- [TASK GOAL] Report the tally of lines in the material below that have the string "style", with no other output.
-.-.-
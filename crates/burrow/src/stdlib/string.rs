use std::{fmt::Write as _, iter::Peekable, str::Chars};

use regex::Regex;

use super::{Entry, check_args};
use crate::vm::{Vm, VmError, VmResult};

pub(super) const FUNCTIONS: &[Entry] = &[
    ("format", format, None),
    ("strip", strip, Some(1)),
    ("lstrip", lstrip, Some(1)),
    ("rstrip", rstrip, Some(1)),
    ("split", split, Some(2)),
    ("startswith", startswith, Some(2)),
    ("endswith", endswith, Some(2)),
    ("escape", escape, Some(1)),
    ("lower", lower, Some(1)),
    ("upper", upper, Some(1)),
    ("regexp_match", regexp_match, Some(2)),
    ("regexp_search", regexp_search, None),
];

fn index(n: usize) -> isize {
    isize::try_from(n).unwrap_or(isize::MAX)
}

/// One `%...` directive of a format string.
#[derive(Debug, Default)]
struct Directive {
    left: bool,
    zero: bool,
    plus: bool,
    space: bool,
    width: usize,
    precision: Option<usize>,
    conv: char,
}

fn parse_directive(chars: &mut Peekable<Chars<'_>>) -> VmResult<Directive> {
    let mut directive = Directive::default();
    while let Some(&c) = chars.peek() {
        match c {
            '-' => directive.left = true,
            '0' => directive.zero = true,
            '+' => directive.plus = true,
            ' ' => directive.space = true,
            _ => break,
        }
        chars.next();
    }
    directive.width = read_number(chars)?;
    if chars.peek() == Some(&'.') {
        chars.next();
        directive.precision = Some(read_number(chars)?);
    }
    directive.conv = chars
        .next()
        .ok_or_else(|| VmError::runtime("incomplete format directive"))?;
    Ok(directive)
}

/// Width and precision take at most this many digits.
const MAX_FORMAT_DIGITS: usize = 3;

fn read_number(chars: &mut Peekable<Chars<'_>>) -> VmResult<usize> {
    let mut n = 0usize;
    let mut digits = 0;
    while let Some(digit) = chars.peek().and_then(|c| c.to_digit(10)) {
        digits += 1;
        if digits > MAX_FORMAT_DIGITS {
            return Err(VmError::runtime("format too long"));
        }
        n = n * 10 + digit as usize;
        chars.next();
    }
    Ok(n)
}

impl Directive {
    fn sign(&self, negative: bool) -> &'static str {
        if negative {
            "-"
        } else if self.plus {
            "+"
        } else if self.space {
            " "
        } else {
            ""
        }
    }

    /// Pads `body` (which starts with `sign`) to the requested width.
    fn pad(&self, sign: &str, body: &str, numeric: bool) -> String {
        let len = sign.chars().count() + body.chars().count();
        let fill = self.width.saturating_sub(len);
        if self.left {
            format!("{sign}{body}{}", " ".repeat(fill))
        } else if self.zero && numeric {
            format!("{sign}{}{body}", "0".repeat(fill))
        } else {
            format!("{}{sign}{body}", " ".repeat(fill))
        }
    }
}

/// C-style `%e`: mantissa with `precision` digits and a signed two-digit exponent.
fn format_exp(f: f64, precision: usize, upper: bool) -> String {
    let rendered = format!("{f:.precision$e}");
    let (mantissa, exponent) = rendered.split_once('e').unwrap_or((&rendered, "0"));
    let exponent: i32 = exponent.parse().unwrap_or(0);
    let sign = if exponent < 0 { '-' } else { '+' };
    let e = if upper { 'E' } else { 'e' };
    format!("{mantissa}{e}{sign}{:02}", exponent.unsigned_abs())
}

/// C-style `%g`: the shorter of `%f` and `%e`, trailing zeros removed.
fn format_general(f: f64, precision: usize, upper: bool) -> String {
    if f == 0.0 || !f.is_finite() {
        return crate::value::format_float(f).trim_end_matches(".0").to_owned();
    }
    let precision = precision.max(1);
    #[expect(clippy::cast_possible_truncation)]
    let exponent = f.abs().log10().floor() as i64;
    let p = i64::try_from(precision).unwrap_or(i64::MAX);
    if exponent < -4 || exponent >= p {
        let rendered = format_exp(f, precision - 1, upper);
        match rendered.split_once(if upper { 'E' } else { 'e' }) {
            Some((mantissa, exp)) if mantissa.contains('.') => {
                let mantissa = mantissa.trim_end_matches('0').trim_end_matches('.');
                format!("{mantissa}{}{exp}", if upper { 'E' } else { 'e' })
            }
            _ => rendered,
        }
    } else {
        let decimals = usize::try_from(p - 1 - exponent).unwrap_or(0);
        let rendered = format!("{f:.decimals$}");
        if rendered.contains('.') {
            rendered.trim_end_matches('0').trim_end_matches('.').to_owned()
        } else {
            rendered
        }
    }
}

/// `format(template, ...)` with printf-style directives.
fn format(vm: &mut Vm) -> VmResult<usize> {
    let argc = check_args(vm, "format", 1, usize::MAX)?;
    let template = vm.get_string(1)?.to_owned();
    let mut out = String::with_capacity(template.len());
    let mut next_arg = 2;
    let mut chars = template.chars().peekable();
    while let Some(c) = chars.next() {
        if c != '%' {
            out.push(c);
            continue;
        }
        if chars.peek() == Some(&'%') {
            chars.next();
            out.push('%');
            continue;
        }
        let directive = parse_directive(&mut chars)?;
        if next_arg > argc {
            return Err(VmError::runtime("not enough parameters for the given format string"));
        }
        let arg = index(next_arg);
        next_arg += 1;
        let piece = match directive.conv {
            'd' | 'i' => {
                let n = vm.get_integer(arg)?;
                directive.pad(directive.sign(n < 0), &n.unsigned_abs().to_string(), true)
            }
            'x' => directive.pad("", &format!("{:x}", vm.get_integer(arg)?), true),
            'X' => directive.pad("", &format!("{:X}", vm.get_integer(arg)?), true),
            'o' => directive.pad("", &format!("{:o}", vm.get_integer(arg)?), true),
            'c' => {
                let code = vm.get_integer(arg)?;
                let c = u32::try_from(code)
                    .ok()
                    .and_then(char::from_u32)
                    .ok_or_else(|| VmError::runtime(format!("{code} is not a valid character")))?;
                directive.pad("", &c.to_string(), false)
            }
            'f' | 'F' => {
                let f = vm.get_float(arg)?;
                let precision = directive.precision.unwrap_or(6);
                directive.pad(directive.sign(f.is_sign_negative()), &format!("{:.precision$}", f.abs()), true)
            }
            'e' | 'E' => {
                let f = vm.get_float(arg)?;
                let body = format_exp(f.abs(), directive.precision.unwrap_or(6), directive.conv == 'E');
                directive.pad(directive.sign(f.is_sign_negative()), &body, true)
            }
            'g' | 'G' => {
                let f = vm.get_float(arg)?;
                let body = format_general(f.abs(), directive.precision.unwrap_or(6), directive.conv == 'G');
                directive.pad(directive.sign(f.is_sign_negative()), &body, true)
            }
            's' => {
                let text = vm.to_display_string(arg)?;
                let text: String = match directive.precision {
                    Some(limit) => text.chars().take(limit).collect(),
                    None => text,
                };
                directive.pad("", &text, false)
            }
            other => return Err(VmError::runtime(format!("invalid format directive '%{other}'"))),
        };
        out.push_str(&piece);
    }
    vm.push_string(&out);
    Ok(1)
}

fn map_string(vm: &mut Vm, f: fn(&str) -> String) -> VmResult<usize> {
    let result = f(vm.get_string(1)?);
    vm.push_string(&result);
    Ok(1)
}

fn strip(vm: &mut Vm) -> VmResult<usize> {
    map_string(vm, |s| s.trim().to_owned())
}

fn lstrip(vm: &mut Vm) -> VmResult<usize> {
    map_string(vm, |s| s.trim_start().to_owned())
}

fn rstrip(vm: &mut Vm) -> VmResult<usize> {
    map_string(vm, |s| s.trim_end().to_owned())
}

fn lower(vm: &mut Vm) -> VmResult<usize> {
    map_string(vm, str::to_lowercase)
}

fn upper(vm: &mut Vm) -> VmResult<usize> {
    map_string(vm, str::to_uppercase)
}

/// Backslash-escapes quotes, control characters and non-printable characters.
fn escape(vm: &mut Vm) -> VmResult<usize> {
    map_string(vm, |s| {
        let mut out = String::with_capacity(s.len());
        for c in s.chars() {
            match c {
                '\\' => out.push_str("\\\\"),
                '"' => out.push_str("\\\""),
                '\'' => out.push_str("\\'"),
                '\n' => out.push_str("\\n"),
                '\r' => out.push_str("\\r"),
                '\t' => out.push_str("\\t"),
                '\0' => out.push_str("\\0"),
                '\u{7}' => out.push_str("\\a"),
                '\u{8}' => out.push_str("\\b"),
                '\u{b}' => out.push_str("\\v"),
                '\u{c}' => out.push_str("\\f"),
                c if c.is_control() => {
                    let _ = write!(out, "\\x{:02x}", u32::from(c));
                }
                c => out.push(c),
            }
        }
        out
    })
}

/// Splits at every occurrence of any separator character, dropping empty pieces.
fn split(vm: &mut Vm) -> VmResult<usize> {
    let text = vm.get_string(1)?;
    let separators = vm.get_string(2)?;
    let pieces: Vec<String> = text
        .split(|c| separators.contains(c))
        .filter(|piece| !piece.is_empty())
        .map(str::to_owned)
        .collect();

    vm.new_array(pieces.len());
    for (i, piece) in pieces.iter().enumerate() {
        vm.push_copy(-1)?;
        vm.push_integer(i64::try_from(i).unwrap_or(i64::MAX));
        vm.push_string(piece);
        vm.set()?;
    }
    Ok(1)
}

fn startswith(vm: &mut Vm) -> VmResult<usize> {
    let result = vm.get_string(1)?.starts_with(vm.get_string(2)?);
    vm.push_bool(result);
    Ok(1)
}

fn endswith(vm: &mut Vm) -> VmResult<usize> {
    let result = vm.get_string(1)?.ends_with(vm.get_string(2)?);
    vm.push_bool(result);
    Ok(1)
}

fn compile_regex(pattern: &str) -> VmResult<Regex> {
    Regex::new(pattern).map_err(|e| VmError::runtime(format!("invalid regular expression: {e}")))
}

/// True when the whole string matches the pattern.
fn regexp_match(vm: &mut Vm) -> VmResult<usize> {
    let re = compile_regex(&format!("^(?:{})$", vm.get_string(1)?))?;
    let matched = re.is_match(vm.get_string(2)?);
    vm.push_bool(matched);
    Ok(1)
}

/// `regexp_search(pattern, text, start = 0)` returns `{begin, end}` byte offsets or null.
fn regexp_search(vm: &mut Vm) -> VmResult<usize> {
    let argc = check_args(vm, "regexp_search", 2, 3)?;
    let re = compile_regex(vm.get_string(1)?)?;
    let start = if argc == 3 {
        usize::try_from(vm.get_integer(3)?).map_err(|_| VmError::runtime("search start cannot be negative"))?
    } else {
        0
    };
    let text = vm.get_string(2)?;
    let found = text
        .get(start..)
        .and_then(|rest| re.find(rest))
        .map(|m| (m.start() + start, m.end() + start));

    let Some((begin, end)) = found else {
        vm.push_null();
        return Ok(1);
    };
    vm.new_table();
    for (name, offset) in [("begin", begin), ("end", end)] {
        vm.push_copy(-1)?;
        vm.push_string(name);
        vm.push_integer(i64::try_from(offset).unwrap_or(i64::MAX));
        vm.new_slot()?;
    }
    Ok(1)
}
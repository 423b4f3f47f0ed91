//! Script compilation: source text to [`Code`] objects run by the VM.

mod builder;
mod code;
mod compiler;

pub(crate) use code::{BinOp, CmpOp, Code, Instr};
pub(crate) use compiler::{CompileError, MAIN_FUNCTION_NAME, compile};
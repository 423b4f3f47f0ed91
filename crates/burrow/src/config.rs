//! Session configuration.

use std::fmt;

use crate::{
    io::{PrintWriter, StdPrint},
    stdlib::StdLib,
    tracer::VmTracer,
    vm::{DEFAULT_MAX_CALL_DEPTH, Vm},
};

/// Initial value stack capacity used by [`crate::Session::default`].
pub const DEFAULT_STACK_SIZE: usize = 1024;

/// Prefix written before every line of the default print and error sinks.
pub const DEFAULT_TAG: &str = "[burrow]: ";

/// How [`crate::Session::open_with`] sets up its VM.
///
/// The defaults match [`crate::Session::open`]: every standard library,
/// tag-prefixed stdout/stderr sinks, the default error handlers and
/// source-position debug info.
///
/// # Example
/// ```
/// use burrow::{CollectStringPrint, Session, SessionConfig, StdLib};
///
/// let output = CollectStringPrint::new();
/// let config = SessionConfig::new()
///     .stack_size(256)
///     .libraries([StdLib::Math, StdLib::String])
///     .print_writer(Box::new(output.clone()));
///
/// let mut session = Session::new();
/// session.open_with(config);
/// session.run_source("hello", "print(upper('hi'))").unwrap();
/// assert_eq!(output.output(), "HI\n");
/// ```
pub struct SessionConfig {
    stack_size: usize,
    libraries: Vec<StdLib>,
    debug_info: bool,
    error_handlers: bool,
    tag: String,
    max_call_depth: usize,
    rng_seed: Option<u64>,
    print_writer: Option<Box<dyn PrintWriter>>,
    tracer: Option<Box<dyn VmTracer>>,
}

impl fmt::Debug for SessionConfig {
    fn fmt(&self, f: &mut fmt::Formatter<'_>) -> fmt::Result {
        f.debug_struct("SessionConfig")
            .field("stack_size", &self.stack_size)
            .field("libraries", &self.libraries)
            .field("debug_info", &self.debug_info)
            .field("error_handlers", &self.error_handlers)
            .field("tag", &self.tag)
            .field("max_call_depth", &self.max_call_depth)
            .field("rng_seed", &self.rng_seed)
            .field("custom_print_writer", &self.print_writer.is_some())
            .field("tracer", &self.tracer)
            .finish()
    }
}

impl Default for SessionConfig {
    fn default() -> Self {
        Self {
            stack_size: DEFAULT_STACK_SIZE,
            libraries: StdLib::all().collect(),
            debug_info: true,
            error_handlers: true,
            tag: DEFAULT_TAG.to_owned(),
            max_call_depth: DEFAULT_MAX_CALL_DEPTH,
            rng_seed: None,
            print_writer: None,
            tracer: None,
        }
    }
}

impl SessionConfig {
    #[must_use]
    pub fn new() -> Self {
        Self::default()
    }

    #[must_use]
    pub fn stack_size(mut self, size: usize) -> Self {
        self.stack_size = size;
        self
    }

    /// Replaces the set of optional libraries. The base library is always installed.
    #[must_use]
    pub fn libraries(mut self, libraries: impl IntoIterator<Item = StdLib>) -> Self {
        self.libraries = libraries.into_iter().collect();
        self
    }

    #[must_use]
    pub fn debug_info(mut self, enabled: bool) -> Self {
        self.debug_info = enabled;
        self
    }

    /// Whether runtime and compile errors are reported to the error sink.
    #[must_use]
    pub fn error_handlers(mut self, enabled: bool) -> Self {
        self.error_handlers = enabled;
        self
    }

    /// Tag for the default stdout/stderr sinks. Ignored when a custom print writer is set.
    #[must_use]
    pub fn tag(mut self, tag: impl Into<String>) -> Self {
        self.tag = tag.into();
        self
    }

    #[must_use]
    pub fn max_call_depth(mut self, depth: usize) -> Self {
        self.max_call_depth = depth;
        self
    }

    /// Seeds the math library's generator so `rand()` is reproducible.
    #[must_use]
    pub fn rng_seed(mut self, seed: u64) -> Self {
        self.rng_seed = Some(seed);
        self
    }

    #[must_use]
    pub fn print_writer(mut self, writer: Box<dyn PrintWriter>) -> Self {
        self.print_writer = Some(writer);
        self
    }

    #[must_use]
    pub fn tracer(mut self, tracer: Box<dyn VmTracer>) -> Self {
        self.tracer = Some(tracer);
        self
    }

    /// Configured initial stack capacity.
    #[must_use]
    pub fn get_stack_size(&self) -> usize {
        self.stack_size
    }

    pub(crate) fn build_vm(self) -> Vm {
        let mut vm = Vm::new(self.stack_size);
        for lib in self.libraries {
            vm.register_lib(lib);
        }
        let writer = self
            .print_writer
            .unwrap_or_else(|| Box::new(StdPrint::new(self.tag)));
        vm.set_print_writer(writer);
        if let Some(tracer) = self.tracer {
            vm.set_tracer(tracer);
        }
        if let Some(seed) = self.rng_seed {
            vm.seed_rng(seed);
        }
        vm.set_error_handlers(self.error_handlers);
        vm.enable_debug_info(self.debug_info);
        vm.set_max_call_depth(self.max_call_depth);
        vm
    }
}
-.-.-
- [SOLUTION TO THE PROBLEM] 3